Ultimately, a CAS-informed governance of agricultural production systems and their ecological impacts will require changes and action throughout the food system, including a more equitable distribution of responsibilities among producers, individuals (in their roles both as citizens and consumers), other players in supply chains, and policymakers, as well as rights and power between and within these groups. Such broad changes will require collective action and cannot be accomplished via individual consumption choices alone; they go beyond voting with one’s fork or wallet.

5. Conclusions

Given the scope of this paper, we focused on guiding principles for policy objectives, rather than specific policies, which we suggest be developed to account for the particularities of politics and context. While implementation of changes in the directions we suggest certainly presents a challenge, a number of papers in this special issue offer useful insights towards this end, as do other popular and academic literatures (e.g., [197]). Systems will fare better when we recognize that massive disturbances are here and coming, via governance systems that reflect the complex adaptive nature of agricultural production systems and landscapes.
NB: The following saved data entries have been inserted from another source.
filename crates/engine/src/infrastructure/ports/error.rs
//! Error types for port operations.

/// Durable store operation errors.
#[derive(Debug, thiserror::Error)]
pub enum StoreError {
    /// Reading or writing the backing medium failed - includes operation name for tracing.
    #[error("Storage error in {operation}: {message}")]
    Io {
        operation: &'static str,
        message: String,
    },

    /// A stored value could not be handed back as bytes.
    #[error("Stored value under {key} is unreadable: {message}")]
    Encoding { key: String, message: String },

    /// The store refuses all operations (quota exceeded, storage disabled).
    #[error("Storage unavailable: {0}")]
    Unavailable(String),
}

impl StoreError {
    /// Create an Io error with operation context.
    pub fn io(operation: &'static str, message: impl ToString) -> Self {
        Self::Io {
            operation,
            message: message.to_string(),
        }
    }

    pub fn encoding(key: impl ToString, message: impl ToString) -> Self {
        Self::Encoding {
            key: key.to_string(),
            message: message.to_string(),
        }
    }

    pub fn unavailable(message: impl ToString) -> Self {
        Self::Unavailable(message.to_string())
    }
}

/// Variant catalog errors. Callers treat all of these as "keep what you had".
#[derive(Debug, Clone, thiserror::Error)]
pub enum CatalogError {
    #[error("Variant catalog request failed: {0}")]
    RequestFailed(String),
    #[error("Variant catalog unavailable")]
    Unavailable,
}

impl CatalogError {
    pub fn request_failed(message: impl ToString) -> Self {
        Self::RequestFailed(message.to_string())
    }
}
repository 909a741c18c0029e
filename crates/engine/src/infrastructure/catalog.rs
//! In-memory catalog adapters: artwork variants and the species table.

use std::collections::{HashMap, HashSet};
use std::sync::RwLock;

use async_trait::async_trait;
use nuzlocke_domain::{SpeciesId, VariantKey};

use crate::infrastructure::ports::{
    CatalogError, SpeciesLookup, SpeciesRef, VariantCatalog,
};

type CompositionKey = (SpeciesId, Option<SpeciesId>);

/// Variant catalog held in memory, with remembered preferences.
#[derive(Default)]
pub struct InMemoryVariantCatalog {
    variants: HashMap<CompositionKey, Vec<VariantKey>>,
    preferred: RwLock<HashMap<CompositionKey, VariantKey>>,
    prefetched: RwLock<HashSet<VariantKey>>,
}

impl InMemoryVariantCatalog {
    pub fn new() -> Self {
        Self::default()
    }

    pub fn with_variants(
        mut self,
        head: SpeciesId,
        body: Option<SpeciesId>,
        keys: impl IntoIterator<Item = VariantKey>,
    ) -> Self {
        self.variants.insert((head, body), keys.into_iter().collect());
        self
    }

    /// Whether a variant has been warmed through `prefetch_variant`.
    pub fn is_prefetched(&self, key: &VariantKey) -> bool {
        self.prefetched
            .read()
            .map(|set| set.contains(key))
            .unwrap_or(false)
    }
}

#[async_trait]
impl VariantCatalog for InMemoryVariantCatalog {
    async fn list_variants(
        &self,
        head: SpeciesId,
        body: Option<SpeciesId>,
    ) -> Result<Vec<VariantKey>, CatalogError> {
        Ok(self.variants.get(&(head, body)).cloned().unwrap_or_default())
    }

    async fn preferred_variant(
        &self,
        head: SpeciesId,
        body: Option<SpeciesId>,
    ) -> Result<Option<VariantKey>, CatalogError> {
        let preferred = self
            .preferred
            .read()
            .map_err(|e| CatalogError::request_failed(format!("lock poisoned: {e}")))?;
        Ok(preferred.get(&(head, body)).cloned())
    }

    async fn set_preferred_variant(
        &self,
        head: SpeciesId,
        body: Option<SpeciesId>,
        key: Option<VariantKey>,
    ) -> Result<(), CatalogError> {
        let mut preferred = self
            .preferred
            .write()
            .map_err(|e| CatalogError::request_failed(format!("lock poisoned: {e}")))?;
        match key {
            Some(key) => preferred.insert((head, body), key),
            None => preferred.remove(&(head, body)),
        };
        Ok(())
    }

    async fn prefetch_variant(
        &self,
        _head: SpeciesId,
        _body: Option<SpeciesId>,
        key: VariantKey,
    ) -> Result<(), CatalogError> {
        let mut prefetched = self
            .prefetched
            .write()
            .map_err(|e| CatalogError::request_failed(format!("lock poisoned: {e}")))?;
        prefetched.insert(key);
        Ok(())
    }
}

/// Species table keyed by display number.
#[derive(Default)]
pub struct SpeciesTable {
    entries: HashMap<u32, (SpeciesRef, String)>,
}

impl SpeciesTable {
    pub fn new() -> Self {
        Self::default()
    }

    pub fn with_species(mut self, species_id: SpeciesId, display_id: u32, name: &str) -> Self {
        self.entries.insert(
            display_id,
            (
                SpeciesRef {
                    species_id,
                    display_id,
                },
                name.to_string(),
            ),
        );
        self
    }
}

impl SpeciesLookup for SpeciesTable {
    fn resolve_name(&self, species: SpeciesId) -> Option<String> {
        self.entries
            .values()
            .find(|(reference, _)| reference.species_id == species)
            .map(|(_, name)| name.clone())
    }

    fn resolve_species(&self, display_id: u32) -> Option<SpeciesRef> {
        self.entries.get(&display_id).map(|(reference, _)| *reference)
    }
}

#[cfg(test)]
mod tests {
    use super::*;

    fn id(n: u32) -> SpeciesId {
        SpeciesId::new(n).unwrap()
    }

    #[tokio::test]
    async fn preferences_are_per_composition() {
        let catalog = InMemoryVariantCatalog::new();
        catalog
            .set_preferred_variant(id(25), Some(id(4)), Some(VariantKey::from("25.4a")))
            .await
            .unwrap();

        assert_eq!(
            catalog.preferred_variant(id(25), Some(id(4))).await.unwrap(),
            Some(VariantKey::from("25.4a"))
        );
        assert_eq!(catalog.preferred_variant(id(4), Some(id(25))).await.unwrap(), None);

        catalog.set_preferred_variant(id(25), Some(id(4)), None).await.unwrap();
        assert_eq!(catalog.preferred_variant(id(25), Some(id(4))).await.unwrap(), None);
    }

    #[tokio::test]
    async fn unknown_composition_lists_nothing() {
        let catalog = InMemoryVariantCatalog::new()
            .with_variants(id(25), None, [VariantKey::from("25a")]);

        assert_eq!(catalog.list_variants(id(25), None).await.unwrap().len(), 1);
        assert!(catalog.list_variants(id(26), None).await.unwrap().is_empty());
    }

    #[test]
    fn species_table_resolves_both_ways() {
        let table = SpeciesTable::new().with_species(id(25), 25, "Pikachu");

        assert_eq!(table.resolve_name(id(25)).as_deref(), Some("Pikachu"));
        assert_eq!(table.resolve_species(25).map(|r| r.species_id), Some(id(25)));
        assert!(table.resolve_species(26).is_none());
    }
}
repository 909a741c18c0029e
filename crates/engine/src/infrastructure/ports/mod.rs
//! Port traits for infrastructure boundaries.
//!
//! These are the ONLY abstractions in the engine. Everything else is concrete types.
//! Ports exist for:
//! - Durable storage (could swap a JSON file for browser storage or SQLite)
//! - The artwork variant catalog (could swap in-memory for an HTTP index)
//! - Species lookup (the game data table lives outside the engine)
//! - Clock (for testing)

mod error;
mod external;
mod testing;

pub use error::{CatalogError, StoreError};
pub use external::{KeyValueStore, SpeciesLookup, SpeciesRef, VariantCatalog};
pub use testing::ClockPort;

#[cfg(test)]
pub use external::{MockKeyValueStore, MockSpeciesLookup, MockVariantCatalog};
#[cfg(test)]
pub use testing::MockClockPort;
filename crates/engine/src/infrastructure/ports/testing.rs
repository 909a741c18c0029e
//! Testability port for injecting time.

use chrono::{DateTime, Utc};

#[cfg_attr(test, mockall::automock)]
pub trait ClockPort: Send + Sync {
    fn now(&self) -> DateTime<Utc>;
}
We hope that highlighting these 5 characteristics can inform such collective action towards governance of food systems as CAS. To this end, we have sought to bridge ideas from otherwise disparate literatures and to provide way-posts (in the form of strategies, paradigm shifts and system characteristics) to guide the governance of food and agricultural systems as CAS.

Acknowledgments

We would like to thank the Social Sciences and Humanities Research Council of Canada (Grant 22R75814) and the Natural Sciences and Engineering Research Council of Canada (Grant 17R82930) for support. We would also like to thank Navin Ramankutty, whose Global Food Security class inspired and informed several of the authors.

Author Contributions

Case studies were led as follows: (1) Klassen and Sharp; (2) Chan; (3) Kreitzman and Semmelink; (4) Singh; (5) Chapman. All authors contributed to writing and revising the remaining sections of the paper. Kreitzman conceptualized and created the regime shift figure and framework.

Conflicts of Interest

The authors declare no conflict of interest.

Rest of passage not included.